━━━━━ Given data ━━━━━

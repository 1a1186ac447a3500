//! Key encoding utilities for `RocksDB`.
//!
//! Per-tenant lists (ledger index, history) are keyed by
//! `tenant_id (16 bytes) || sequence (8 bytes, big-endian)` so a prefix scan
//! returns them in insertion order and the last key is the newest.

use saas_billing_core::{LedgerEntryId, TenantId};

use crate::error::{Result, StoreError};

/// Length of a sequenced key.
pub const SEQUENCED_KEY_LEN: usize = 24;

/// Create a subscription key from a tenant ID.
#[must_use]
pub fn tenant_key(tenant_id: &TenantId) -> Vec<u8> {
    tenant_id.as_bytes().to_vec()
}

/// Create a ledger entry key from an entry ID.
#[must_use]
pub fn ledger_key(entry_id: &LedgerEntryId) -> Vec<u8> {
    entry_id.to_bytes().to_vec()
}

/// Create a per-tenant sequenced key.
///
/// Format: `tenant_id (16 bytes) || sequence (8 bytes, big-endian)`
#[must_use]
pub fn sequenced_key(tenant_id: &TenantId, sequence: u64) -> Vec<u8> {
    let mut key = Vec::with_capacity(SEQUENCED_KEY_LEN);
    key.extend_from_slice(tenant_id.as_bytes());
    key.extend_from_slice(&sequence.to_be_bytes());
    key
}

/// Create a prefix for iterating all sequenced keys of a tenant.
#[must_use]
pub fn tenant_prefix(tenant_id: &TenantId) -> Vec<u8> {
    tenant_id.as_bytes().to_vec()
}

/// Largest possible sequenced key of a tenant, for reverse seeks.
#[must_use]
pub fn tenant_prefix_end(tenant_id: &TenantId) -> Vec<u8> {
    sequenced_key(tenant_id, u64::MAX)
}

/// Extract the sequence number from a sequenced key.
///
/// # Errors
///
/// Returns `StoreError::Inconsistent` if the key has the wrong length.
pub fn sequence_of(key: &[u8]) -> Result<u64> {
    let bytes: [u8; 8] = key
        .get(16..SEQUENCED_KEY_LEN)
        .and_then(|slice| slice.try_into().ok())
        .ok_or_else(|| StoreError::Inconsistent(format!("malformed sequenced key of {} bytes", key.len())))?;
    Ok(u64::from_be_bytes(bytes))
}

/// Decode a ledger entry ID stored as an index value.
///
/// # Errors
///
/// Returns `StoreError::Inconsistent` if the value is not 16 bytes.
pub fn ledger_id_from_value(value: &[u8]) -> Result<LedgerEntryId> {
    let bytes: [u8; 16] = value
        .try_into()
        .map_err(|_| StoreError::Inconsistent(format!("malformed ledger index value of {} bytes", value.len())))?;
    Ok(LedgerEntryId::from_bytes(bytes))
}

/// Create an idempotency key.
#[must_use]
pub fn idempotency_key(key: &str) -> Vec<u8> {
    key.as_bytes().to_vec()
}

/// Create a charge intent key.
#[must_use]
pub fn intent_key(key: &str) -> Vec<u8> {
    key.as_bytes().to_vec()
}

━━━━━

Please transcribe the data shown above in full, exactly as it stands.

__Result below__.
repository 1a1186ac447a3500
//! Key encoding utilities for `RocksDB`.
//!
//! Per-tenant lists (ledger index, history) are keyed by
//! `tenant_id (16 bytes) || sequence (8 bytes, big-endian)` so a prefix scan
//! returns them in insertion order and the last key is the newest.

use saas_billing_core::{LedgerEntryId, TenantId};

use crate::error::{Result, StoreError};

/// Length of a sequenced key.
pub const SEQUENCED_KEY_LEN: usize = 24;

/// Create a subscription key from a tenant ID.
#[must_use]
pub fn tenant_key(tenant_id: &TenantId) -> Vec<u8> {
    tenant_id.as_bytes().to_vec()
}

/// Create a ledger entry key from an entry ID.
#[must_use]
pub fn ledger_key(entry_id: &LedgerEntryId) -> Vec<u8> {
    entry_id.to_bytes().to_vec()
}

/// Create a per-tenant sequenced key.
///
/// Format: `tenant_id (16 bytes) || sequence (8 bytes, big-endian)`
#[must_use]
pub fn sequenced_key(tenant_id: &TenantId, sequence: u64) -> Vec<u8> {
    let mut key = Vec::with_capacity(SEQUENCED_KEY_LEN);
    key.extend_from_slice(tenant_id.as_bytes());
    key.extend_from_slice(&sequence.to_be_bytes());
    key
}

/// Create a prefix for iterating all sequenced keys of a tenant.
#[must_use]
pub fn tenant_prefix(tenant_id: &TenantId) -> Vec<u8> {
    tenant_id.as_bytes().to_vec()
}

/// Largest possible sequenced key of a tenant, for reverse seeks.
#[must_use]
pub fn tenant_prefix_end(tenant_id: &TenantId) -> Vec<u8> {
    sequenced_key(tenant_id, u64::MAX)
}

/// Extract the sequence number from a sequenced key.
///
/// # Errors
///
/// Returns `StoreError::Inconsistent` if the key has the wrong length.
pub fn sequence_of(key: &[u8]) -> Result<u64> {
    let bytes: [u8; 8] = key
        .get(16..SEQUENCED_KEY_LEN)
        .and_then(|slice| slice.try_into().ok())
        .ok_or_else(|| StoreError::Inconsistent(format!("malformed sequenced key of {} bytes", key.len())))?;
    Ok(u64::from_be_bytes(bytes))
}

/// Decode a ledger entry ID stored as an index value.
///
/// # Errors
///
/// Returns `StoreError::Inconsistent` if the value is not 16 bytes.
pub fn ledger_id_from_value(value: &[u8]) -> Result<LedgerEntryId> {
    let bytes: [u8; 16] = value
        .try_into()
        .map_err(|_| StoreError::Inconsistent(format!("malformed ledger index value of {} bytes", value.len())))?;
    Ok(LedgerEntryId::from_bytes(bytes))
}

/// Create an idempotency key.
#[must_use]
pub fn idempotency_key(key: &str) -> Vec<u8> {
    key.as_bytes().to_vec()
}

/// Create a charge intent key.
#[must_use]
pub fn intent_key(key: &str) -> Vec<u8> {
    key.as_bytes().to_vec()
}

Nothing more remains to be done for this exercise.